> [WHAT YOU SHOULD DO]:
In the entries below, the word "latitude" appears on some lines. Copy each of those lines.

[[ GIVEN RECORDS open ]]

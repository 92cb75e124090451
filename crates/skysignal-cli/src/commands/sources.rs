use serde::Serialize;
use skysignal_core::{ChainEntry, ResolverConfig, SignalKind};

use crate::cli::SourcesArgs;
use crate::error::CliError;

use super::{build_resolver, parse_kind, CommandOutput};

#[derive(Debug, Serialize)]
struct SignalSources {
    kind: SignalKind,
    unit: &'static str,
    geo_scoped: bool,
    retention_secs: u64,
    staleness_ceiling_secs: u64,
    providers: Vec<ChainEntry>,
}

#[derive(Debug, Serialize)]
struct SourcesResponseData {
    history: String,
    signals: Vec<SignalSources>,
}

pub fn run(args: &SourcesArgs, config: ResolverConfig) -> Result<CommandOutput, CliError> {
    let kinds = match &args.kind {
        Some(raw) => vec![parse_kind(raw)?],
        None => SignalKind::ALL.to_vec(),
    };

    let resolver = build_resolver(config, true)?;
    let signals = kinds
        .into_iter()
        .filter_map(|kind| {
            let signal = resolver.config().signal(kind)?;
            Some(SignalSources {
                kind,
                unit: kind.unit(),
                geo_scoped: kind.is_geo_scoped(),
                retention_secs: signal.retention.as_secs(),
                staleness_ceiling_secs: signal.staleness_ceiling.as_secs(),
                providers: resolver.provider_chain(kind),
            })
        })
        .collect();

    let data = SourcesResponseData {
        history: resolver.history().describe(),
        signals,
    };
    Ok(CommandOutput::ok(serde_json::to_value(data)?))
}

[[ GIVEN RECORDS closed ]]
[[ GIVEN RECORDS open ]]

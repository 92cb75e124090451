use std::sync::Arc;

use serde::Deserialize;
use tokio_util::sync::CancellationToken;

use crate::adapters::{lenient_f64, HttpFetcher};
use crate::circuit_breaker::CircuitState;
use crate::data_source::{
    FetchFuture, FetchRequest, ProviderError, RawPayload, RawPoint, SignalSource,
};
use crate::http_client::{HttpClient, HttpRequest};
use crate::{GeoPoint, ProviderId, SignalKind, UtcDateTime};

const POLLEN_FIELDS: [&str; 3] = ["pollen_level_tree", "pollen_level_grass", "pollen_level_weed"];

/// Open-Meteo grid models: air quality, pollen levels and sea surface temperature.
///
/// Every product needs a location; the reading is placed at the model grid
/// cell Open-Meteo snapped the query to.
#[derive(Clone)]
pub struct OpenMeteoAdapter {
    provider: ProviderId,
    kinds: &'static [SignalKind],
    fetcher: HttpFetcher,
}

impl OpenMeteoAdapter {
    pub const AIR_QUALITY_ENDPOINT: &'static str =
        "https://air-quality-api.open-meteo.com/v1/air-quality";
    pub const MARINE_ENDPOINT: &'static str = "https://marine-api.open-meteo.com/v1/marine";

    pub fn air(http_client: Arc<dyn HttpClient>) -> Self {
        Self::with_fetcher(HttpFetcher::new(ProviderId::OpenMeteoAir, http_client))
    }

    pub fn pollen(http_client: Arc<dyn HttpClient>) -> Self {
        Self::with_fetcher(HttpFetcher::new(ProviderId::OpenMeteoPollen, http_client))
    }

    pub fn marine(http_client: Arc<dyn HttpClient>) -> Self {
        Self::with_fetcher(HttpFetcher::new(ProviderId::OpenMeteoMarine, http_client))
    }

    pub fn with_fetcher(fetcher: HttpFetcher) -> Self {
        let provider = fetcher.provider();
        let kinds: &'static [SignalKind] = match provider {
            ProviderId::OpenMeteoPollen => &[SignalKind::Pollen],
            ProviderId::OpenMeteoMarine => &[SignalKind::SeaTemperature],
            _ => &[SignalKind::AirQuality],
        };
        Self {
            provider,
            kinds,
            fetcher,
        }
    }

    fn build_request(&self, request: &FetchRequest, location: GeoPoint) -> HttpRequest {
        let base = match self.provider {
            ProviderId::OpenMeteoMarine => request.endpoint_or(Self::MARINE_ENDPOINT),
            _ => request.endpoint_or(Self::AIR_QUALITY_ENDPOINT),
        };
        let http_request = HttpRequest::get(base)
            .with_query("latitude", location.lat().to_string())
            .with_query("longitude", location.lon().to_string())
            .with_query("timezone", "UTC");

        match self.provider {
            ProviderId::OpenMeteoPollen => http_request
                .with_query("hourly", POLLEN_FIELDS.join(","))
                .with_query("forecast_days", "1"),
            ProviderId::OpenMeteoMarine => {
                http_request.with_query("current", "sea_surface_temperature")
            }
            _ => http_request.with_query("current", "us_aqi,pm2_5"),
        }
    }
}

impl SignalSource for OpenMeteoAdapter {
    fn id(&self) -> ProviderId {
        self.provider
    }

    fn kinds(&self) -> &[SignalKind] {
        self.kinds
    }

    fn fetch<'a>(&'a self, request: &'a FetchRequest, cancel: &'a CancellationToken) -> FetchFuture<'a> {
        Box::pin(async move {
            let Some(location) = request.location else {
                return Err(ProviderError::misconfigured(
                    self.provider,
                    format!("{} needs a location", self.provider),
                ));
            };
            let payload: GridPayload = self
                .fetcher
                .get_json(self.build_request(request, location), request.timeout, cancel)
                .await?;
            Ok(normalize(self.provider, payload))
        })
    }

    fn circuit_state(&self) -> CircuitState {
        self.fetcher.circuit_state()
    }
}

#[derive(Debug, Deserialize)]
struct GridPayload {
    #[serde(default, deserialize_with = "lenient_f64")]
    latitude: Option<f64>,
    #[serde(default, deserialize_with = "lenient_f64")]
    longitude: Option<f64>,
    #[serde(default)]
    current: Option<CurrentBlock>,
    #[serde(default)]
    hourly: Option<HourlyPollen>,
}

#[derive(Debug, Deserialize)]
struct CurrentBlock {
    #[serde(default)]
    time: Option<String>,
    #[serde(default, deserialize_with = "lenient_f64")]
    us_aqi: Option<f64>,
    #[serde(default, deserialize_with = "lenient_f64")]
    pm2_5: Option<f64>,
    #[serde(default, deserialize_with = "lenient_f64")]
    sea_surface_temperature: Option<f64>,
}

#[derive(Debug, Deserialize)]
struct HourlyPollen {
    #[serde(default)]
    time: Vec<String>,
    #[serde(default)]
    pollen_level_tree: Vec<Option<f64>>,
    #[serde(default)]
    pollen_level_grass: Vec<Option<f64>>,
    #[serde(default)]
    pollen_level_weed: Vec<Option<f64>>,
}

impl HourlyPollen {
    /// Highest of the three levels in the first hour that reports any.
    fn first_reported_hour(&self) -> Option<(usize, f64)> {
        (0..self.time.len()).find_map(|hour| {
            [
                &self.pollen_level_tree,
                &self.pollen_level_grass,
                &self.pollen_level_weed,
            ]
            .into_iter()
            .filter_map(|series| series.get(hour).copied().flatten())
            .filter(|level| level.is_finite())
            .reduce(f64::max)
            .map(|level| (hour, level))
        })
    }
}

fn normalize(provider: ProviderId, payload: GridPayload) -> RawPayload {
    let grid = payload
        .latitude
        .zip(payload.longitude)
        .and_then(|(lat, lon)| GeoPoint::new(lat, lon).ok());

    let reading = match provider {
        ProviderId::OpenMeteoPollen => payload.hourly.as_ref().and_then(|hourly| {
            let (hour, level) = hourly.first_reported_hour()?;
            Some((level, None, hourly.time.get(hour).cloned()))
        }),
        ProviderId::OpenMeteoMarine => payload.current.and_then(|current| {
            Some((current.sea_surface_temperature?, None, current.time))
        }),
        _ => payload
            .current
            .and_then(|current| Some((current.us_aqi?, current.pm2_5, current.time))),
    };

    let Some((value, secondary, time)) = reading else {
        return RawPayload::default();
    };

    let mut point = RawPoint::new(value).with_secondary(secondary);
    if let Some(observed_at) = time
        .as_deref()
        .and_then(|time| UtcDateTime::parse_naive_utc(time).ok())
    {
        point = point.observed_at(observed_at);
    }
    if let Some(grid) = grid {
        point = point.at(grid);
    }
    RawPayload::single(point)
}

[[ GIVEN RECORDS closed ]]
[[ GIVEN RECORDS open ]]

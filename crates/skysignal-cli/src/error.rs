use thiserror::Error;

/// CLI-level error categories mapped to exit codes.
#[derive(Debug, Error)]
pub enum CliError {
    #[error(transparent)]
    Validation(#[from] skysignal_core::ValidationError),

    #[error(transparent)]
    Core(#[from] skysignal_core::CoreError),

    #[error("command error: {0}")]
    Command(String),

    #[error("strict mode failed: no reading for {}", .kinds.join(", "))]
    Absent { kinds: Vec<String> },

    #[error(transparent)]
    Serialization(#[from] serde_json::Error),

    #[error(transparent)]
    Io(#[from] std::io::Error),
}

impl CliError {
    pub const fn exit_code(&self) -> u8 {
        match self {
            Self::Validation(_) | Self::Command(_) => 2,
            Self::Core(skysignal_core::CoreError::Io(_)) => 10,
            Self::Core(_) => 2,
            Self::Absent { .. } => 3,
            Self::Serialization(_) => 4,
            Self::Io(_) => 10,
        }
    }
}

[[ GIVEN RECORDS closed ]]

> [FINISHED EXERCISE]:
            .with_query("latitude", location.lat().to_string())
    latitude: Option<f64>,
        .latitude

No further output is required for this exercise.